HHS is especially interested in resurrecting the program formerly called Linkages, which focused on mental health issues among homebound elders, Turner said.
“We need another set of eyes and ears to identify issues such as depression, alcoholism and prescription drug mismanagement” so HHS can bring in the appropriate professionals and refer clients to needed services, she said.
In the meantime, HHS plans to provide continuous ombudsman advocacy to long-term care facility residents throughout the program’s transition from OASIM to HHS management, Turner said. To that end, Social Services Director Marilyn Mann has completed the ombudsman certification process and anticipates receiving her credential in the very near future. Mann will run the program and train the incoming ombudsman coordinator until the newcomer is fully certified, Turner said.

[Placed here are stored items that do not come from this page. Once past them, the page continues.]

//! Text formatting of scan results.
//!
//! Lines are plain strings, optionally wrapped in ANSI colors: green for files
//! with one shell, red for files needing repair and for failures, yellow for
//! banners and timing. Padding is applied before coloring so columns line up
//! in a terminal.

use owo_colors::OwoColorize;

use super::{FileOutcome, FileReport, Relocation, ScanOptions, ScanSummary};
use crate::error::MeshError;

/// Width of a banner line.
const BANNER_WIDTH: usize = 78;

/// Presentation settings for report lines.
#[derive(Debug, Clone)]
pub struct ReportStyle {
    /// Emit ANSI color sequences.
    pub color: bool,
    /// Column width reserved for file names.
    pub name_width: usize,
}

impl Default for ReportStyle {
    fn default() -> Self {
        Self {
            color: true,
            name_width: 45,
        }
    }
}

#[derive(Debug, Clone, Copy)]
enum Tone {
    Good,
    Bad,
    Banner,
}

impl ReportStyle {
    /// Enable or disable ANSI colors.
    pub fn with_color(mut self, color: bool) -> Self {
        self.color = color;
        self
    }

    /// Set the file-name column width.
    pub fn with_name_width(mut self, width: usize) -> Self {
        self.name_width = width;
        self
    }

    fn paint(&self, text: &str, tone: Tone) -> String {
        if !self.color {
            return text.to_string();
        }
        match tone {
            Tone::Good => text.bright_green().to_string(),
            Tone::Bad => text.bright_red().to_string(),
            Tone::Banner => text.bright_yellow().to_string(),
        }
    }

    /// A centered, `=`-filled title line.
    pub fn banner(&self, title: &str) -> String {
        let text = format!("{:=^width$}", format!("'{}'", title), width = BANNER_WIDTH);
        format!(" {}", self.paint(&text, Tone::Banner))
    }

    /// The report line for one file.
    ///
    /// Failures produce a diagnostic naming the file; front ends usually send
    /// those to stderr.
    pub fn file_line(&self, report: &FileReport) -> String {
        let ordinal = report.ordinal.map(|n| n.to_string()).unwrap_or_default();
        let name = format!("{:<width$}", report.file_name(), width = self.name_width);

        match &report.outcome {
            FileOutcome::Good(check) => format!(
                "  {:<4}- {}Shells: {}",
                ordinal,
                self.paint(&name, Tone::Good),
                self.paint(&check.shells().to_string(), Tone::Good),
            ),
            FileOutcome::NeedsRepair { check, relocation } => {
                let shells = format!("{:<4}", check.shells());
                let action = match relocation {
                    Relocation::NotRequested => "- needs repair".to_string(),
                    Relocation::Moved(dest) => {
                        let folder = dest
                            .parent()
                            .and_then(|p| p.file_name())
                            .map(|n| n.to_string_lossy().into_owned())
                            .unwrap_or_default();
                        format!("- moved to {}", folder)
                    }
                    Relocation::Failed(err) => format!("- needs repair (move failed: {})", err),
                };
                format!(
                    "  {:<4}- {}Shells: {}{}",
                    ordinal,
                    self.paint(&name, Tone::Bad),
                    self.paint(&shells, Tone::Bad),
                    action,
                )
            }
            FileOutcome::Failed(err) => self.paint(
                &format!("Error: {} - {}", report.file_name(), failure_reason(err)),
                Tone::Bad,
            ),
        }
    }

    /// The closing summary block.
    pub fn summary_lines(&self, summary: &ScanSummary, options: &ScanOptions) -> Vec<String> {
        let mut lines = vec![String::new(), self.banner("Report"), String::new()];

        if summary.multi_shell > 0 {
            let counts = format!(
                " Need repair:         {} / {:<10}",
                summary.multi_shell, summary.total
            );
            let mut line = self.paint(&counts, Tone::Bad);
            if let (true, Some(folder)) = (summary.any_relocated(), &options.quarantine) {
                line.push_str(&format!("Moved to '{}' folder", folder.display()));
            }
            lines.push(line);
        }

        lines.push(self.paint(
            &format!(" Good files:          {} / {}", summary.single_shell, summary.total),
            Tone::Good,
        ));

        if summary.failed > 0 {
            lines.push(self.paint(
                &format!(" Unreadable files:    {}", summary.failed),
                Tone::Bad,
            ));
        }

        lines.push(String::new());
        lines.push(self.paint(
            &format!(" Elapsed time:        {:.2?}", summary.elapsed),
            Tone::Banner,
        ));
        lines
    }

    /// The exit countdown message.
    pub fn countdown_line(&self, remaining_secs: u64) -> String {
        self.paint(
            &format!("Press ENTER to exit or wait {} seconds...", remaining_secs),
            Tone::Banner,
        )
    }
}

/// The part of an error worth showing next to a file name.
fn failure_reason(err: &MeshError) -> String {
    match err {
        MeshError::Open { source, .. } => format!("cannot open file: {}", source),
        MeshError::Parse { reason, .. } => format!("cannot read file: {}", reason),
        other => other.to_string(),
    }
}
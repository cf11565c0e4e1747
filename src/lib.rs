//! # Shellscan
//!
//! Finds triangle meshes that are not a single solid.
//!
//! Shellscan loads binary STL files, welds their triangle soup into an indexed
//! mesh and partitions the faces into shells: maximal groups of faces connected
//! through shared edges. A printable part has exactly one shell; files with more
//! are flagged for repair.
//!
//! ## Features
//!
//! - **Binary STL loader**: strict length checks, exact vertex welding
//! - **Face adjacency**: edge or vertex connectivity, tolerant of non-manifold input
//! - **Shell classification**: linear-time union-find with per-face labels
//! - **Batch scanning**: per-directory reports with optional relocation of flagged files
//!
//! ## Quick Start
//!
//! ```no_run
//! use shellscan::prelude::*;
//!
//! let mesh: TriangleMesh = shellscan::io::load("part.stl").unwrap();
//! let shells = classify(&mesh);
//!
//! println!("Faces: {}", mesh.num_faces());
//! println!("Shells: {}", shells.count());
//! ```
//!
//! ## Building Meshes Programmatically
//!
//! ```
//! use shellscan::prelude::*;
//! use nalgebra::Point3;
//!
//! let vertices = vec![
//!     Point3::new(0.0, 0.0, 0.0),
//!     Point3::new(1.0, 0.0, 0.0),
//!     Point3::new(0.5, 1.0, 0.0),
//!     Point3::new(0.5, 0.5, 1.0),
//! ];
//!
//! let faces = vec![
//!     [0, 2, 1], // bottom
//!     [0, 1, 3], // front
//!     [1, 2, 3], // right
//!     [2, 0, 3], // left
//! ];
//!
//! let mesh: TriangleMesh = TriangleMesh::from_triangles(&vertices, &faces).unwrap();
//! assert_eq!(count_shells(&mesh), 1);
//! ```
//!
//! ## Scanning a Directory
//!
//! ```no_run
//! use shellscan::prelude::*;
//!
//! let summary = scan_directory(".", &ScanOptions::default(), &ScanListener::none()).unwrap();
//! for report in summary.needs_repair() {
//!     println!("{} has {:?} shells", report.file_name(), report.shells());
//! }
//! ```

#![warn(missing_docs)]
#![warn(clippy::all)]

pub mod algo;
pub mod error;
pub mod io;
pub mod mesh;
pub mod prompt;
pub mod scan;

/// Prelude module for convenient imports.
///
/// This module re-exports the most commonly used types and functions:
///
/// ```
/// use shellscan::prelude::*;
/// ```
pub mod prelude {
    pub use crate::algo::{
        classify, classify_with_options, count_shells, Connectivity, FaceAdjacency, ShellLabels,
        ShellOptions,
    };
    pub use crate::error::{MeshError, Result};
    pub use crate::mesh::{weld_triangles, FaceId, MeshIndex, TriangleMesh, VertexId};
    pub use crate::scan::{scan_directory, ScanListener, ScanOptions, ScanSummary};
}

// Re-export nalgebra types for convenience
pub use nalgebra;
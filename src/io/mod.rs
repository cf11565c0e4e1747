//! Mesh file I/O.
//!
//! # Supported Formats
//!
//! | Format | Extension | Load | Save | Notes |
//! |--------|-----------|------|------|-------|
//! | STL | `.stl` | ✓ | ✓ | Binary only |
//!
//! Extensions are matched case-insensitively, so `part.STL` and `part.Stl` are
//! picked up as well.
//!
//! # Usage
//!
//! ```no_run
//! use shellscan::io::{load, save};
//! use shellscan::mesh::TriangleMesh;
//!
//! let mesh: TriangleMesh = load("model.stl").unwrap();
//! save(&mesh, "copy.stl").unwrap();
//! ```

pub mod stl;

use std::path::Path;

use crate::error::{MeshError, Result};
use crate::mesh::{MeshIndex, TriangleMesh};

/// Supported mesh file formats.
#[derive(Debug, Clone, Copy, PartialEq, Eq)]
pub enum Format {
    /// Binary STL (stereolithography) format.
    Stl,
}

impl Format {
    /// Detect format from file extension.
    pub fn from_extension(ext: &str) -> Option<Format> {
        if ext.eq_ignore_ascii_case("stl") {
            Some(Format::Stl)
        } else {
            None
        }
    }

    /// Detect format from file path.
    pub fn from_path<P: AsRef<Path>>(path: P) -> Option<Format> {
        path.as_ref()
            .extension()
            .and_then(|ext| ext.to_str())
            .and_then(Format::from_extension)
    }
}

/// Whether the path carries an extension of a supported mesh format.
pub fn is_mesh_file<P: AsRef<Path>>(path: P) -> bool {
    Format::from_path(path).is_some()
}

fn detect(path: &Path) -> Result<Format> {
    Format::from_path(path).ok_or_else(|| MeshError::UnsupportedFormat {
        extension: path
            .extension()
            .and_then(|e| e.to_str())
            .unwrap_or("(none)")
            .to_string(),
    })
}

/// Load a mesh from a file with automatic format detection.
pub fn load<P: AsRef<Path>, I: MeshIndex>(path: P) -> Result<TriangleMesh<I>> {
    let path = path.as_ref();
    match detect(path)? {
        Format::Stl => stl::load(path),
    }
}

/// Save a mesh to a file with automatic format detection.
pub fn save<P: AsRef<Path>, I: MeshIndex>(mesh: &TriangleMesh<I>, path: P) -> Result<()> {
    let path = path.as_ref();
    match detect(path)? {
        Format::Stl => stl::save(mesh, path),
    }
}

The picture is not optimistic for the soon-to-be-dismantled OASIM (pronounced “awesome” by its staff).
OASIM founding board member and Board President Patricia Garner said she believes the organization has upheld its mission “and would continue to do so if given the opportunity.” That’s why the Board of Supervisors’ decision “was both a surprise and devastating to our staff and volunteers,” which have met or exceeded “many of the statewide performance benchmarks … without cutting other services.”
OASIM volunteers visit all facilities twice monthly though the state only requires once-quarterly visitations. And “complaints are generally resolved within three to five days,” an unusually speedy turn-around time, Williams said. “If they call me today, I’ll be there in the morning, in most cases,” she said.
Strong advocacy is vital to the often under-represented members of society in long-term care facilities since many of them no longer have family, Williams explained. These facilities are usually “their last home and they are afraid to complain, fearing they may be evicted. (We provide) impartial, yet caring” advocacy and even “a friend when needed.”
Trained, state-certified OASIM volunteers strive to ensure patients respectful, quality care, Williams said, by becoming familiar with residents, their families and facility staff. They observe patient-staff interactions, listen to concerns and investigate and resolve complaints and problems. OASIM also provides in-service trainings for facility staff and public educational presentations about long-term care issues, services, resources, residents’ rights and recognizing and reporting elder abuse.
Williams noted that, “Under the Older American’s Act, the long-term care ombudsman program was developed to ensure quality care and respect for the rights” of nursing home and assisted-living facility residents.
Williams said she will miss the many “wonderful volunteers” and senior service providers with whom she’s worked over the last 15 years.
“We want the residents and their families to know how much we appreciated the opportunity to work with them and help them to maintain their quality of life,” Williams said.